EXERCISE DETAILS:
Word for word, output the data that follows.

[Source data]
"""

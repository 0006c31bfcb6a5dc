//! Static target tables.

use super::PlatformPattern;

/// Every `(os, arch, arm)` target the builder can cross-compile
pub const SUPPORTED: &[(&str, &str, &str)] = &[
    ("android", "arm", "7"),
    ("darwin", "386", ""),
    ("darwin", "amd64", ""),
    ("darwin", "arm", "7"),
    ("darwin", "arm64", ""),
    ("dragonfly", "amd64", ""),
    ("freebsd", "386", ""),
    ("freebsd", "amd64", ""),
    ("freebsd", "arm", "5"),
    ("freebsd", "arm", "6"),
    ("freebsd", "arm", "7"),
    ("linux", "386", ""),
    ("linux", "amd64", ""),
    ("linux", "arm", "5"),
    ("linux", "arm", "6"),
    ("linux", "arm", "7"),
    ("linux", "arm64", ""),
    ("linux", "mips", ""),
    ("linux", "mipsle", ""),
    ("linux", "mips64", ""),
    ("linux", "mips64le", ""),
    ("linux", "ppc64", ""),
    ("linux", "ppc64le", ""),
    ("linux", "s390x", ""),
    ("nacl", "amd64p32", ""),
    ("netbsd", "386", ""),
    ("netbsd", "amd64", ""),
    ("netbsd", "arm", "5"),
    ("netbsd", "arm", "6"),
    ("netbsd", "arm", "7"),
    ("openbsd", "386", ""),
    ("openbsd", "amd64", ""),
    ("openbsd", "arm", "5"),
    ("openbsd", "arm", "6"),
    ("openbsd", "arm", "7"),
    ("plan9", "386", ""),
    ("plan9", "amd64", ""),
    ("solaris", "amd64", ""),
    ("windows", "386", ""),
    ("windows", "amd64", ""),
];

/// Targets the builder lists but cannot produce a release for
pub const UNSUPPORTED: &[PlatformPattern<'static>] = &[
    PlatformPattern::os("android"),
    PlatformPattern::os("nacl"),
    PlatformPattern::os("plan9"),
    PlatformPattern::os_arch("darwin", "arm"),
];

/// Low-demand, CPU-expensive targets skipped for releases
pub const DEFAULT_EXCLUSIONS: &[PlatformPattern<'static>] = &[
    PlatformPattern::os("dragonfly"),
    PlatformPattern::os("solaris"),
    PlatformPattern::os("netbsd"),
    PlatformPattern::arm("5"),
    PlatformPattern::arm("6"),
    PlatformPattern::os_arch("darwin", "386"),
    PlatformPattern::os_arch("darwin", "arm64"),
    PlatformPattern::arch("mips64"),
    PlatformPattern::arch("mips64le"),
    PlatformPattern::arch("ppc64"),
    PlatformPattern::arch("ppc64le"),
    PlatformPattern::os_arch("openbsd", "386"),
    PlatformPattern::os_arch("openbsd", "arm"),
    PlatformPattern::os_arch("freebsd", "386"),
    PlatformPattern::os_arch("freebsd", "arm"),
];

"""

RESPONSE FOR THIS EXERCISE:
repository 0006c31bfcb6a5dc
//! Static target tables.

use super::PlatformPattern;

/// Every `(os, arch, arm)` target the builder can cross-compile
pub const SUPPORTED: &[(&str, &str, &str)] = &[
    ("android", "arm", "7"),
    ("darwin", "386", ""),
    ("darwin", "amd64", ""),
    ("darwin", "arm", "7"),
    ("darwin", "arm64", ""),
    ("dragonfly", "amd64", ""),
    ("freebsd", "386", ""),
    ("freebsd", "amd64", ""),
    ("freebsd", "arm", "5"),
    ("freebsd", "arm", "6"),
    ("freebsd", "arm", "7"),
    ("linux", "386", ""),
    ("linux", "amd64", ""),
    ("linux", "arm", "5"),
    ("linux", "arm", "6"),
    ("linux", "arm", "7"),
    ("linux", "arm64", ""),
    ("linux", "mips", ""),
    ("linux", "mipsle", ""),
    ("linux", "mips64", ""),
    ("linux", "mips64le", ""),
    ("linux", "ppc64", ""),
    ("linux", "ppc64le", ""),
    ("linux", "s390x", ""),
    ("nacl", "amd64p32", ""),
    ("netbsd", "386", ""),
    ("netbsd", "amd64", ""),
    ("netbsd", "arm", "5"),
    ("netbsd", "arm", "6"),
    ("netbsd", "arm", "7"),
    ("openbsd", "386", ""),
    ("openbsd", "amd64", ""),
    ("openbsd", "arm", "5"),
    ("openbsd", "arm", "6"),
    ("openbsd", "arm", "7"),
    ("plan9", "386", ""),
    ("plan9", "amd64", ""),
    ("solaris", "amd64", ""),
    ("windows", "386", ""),
    ("windows", "amd64", ""),
];

/// Targets the builder lists but cannot produce a release for
pub const UNSUPPORTED: &[PlatformPattern<'static>] = &[
    PlatformPattern::os("android"),
    PlatformPattern::os("nacl"),
    PlatformPattern::os("plan9"),
    PlatformPattern::os_arch("darwin", "arm"),
];

/// Low-demand, CPU-expensive targets skipped for releases
pub const DEFAULT_EXCLUSIONS: &[PlatformPattern<'static>] = &[
    PlatformPattern::os("dragonfly"),
    PlatformPattern::os("solaris"),
    PlatformPattern::os("netbsd"),
    PlatformPattern::arm("5"),
    PlatformPattern::arm("6"),
    PlatformPattern::os_arch("darwin", "386"),
    PlatformPattern::os_arch("darwin", "arm64"),
    PlatformPattern::arch("mips64"),
    PlatformPattern::arch("mips64le"),
    PlatformPattern::arch("ppc64"),
    PlatformPattern::arch("ppc64le"),
    PlatformPattern::os_arch("openbsd", "386"),
    PlatformPattern::os_arch("openbsd", "arm"),
    PlatformPattern::os_arch("freebsd", "386"),
    PlatformPattern::os_arch("freebsd", "arm"),
];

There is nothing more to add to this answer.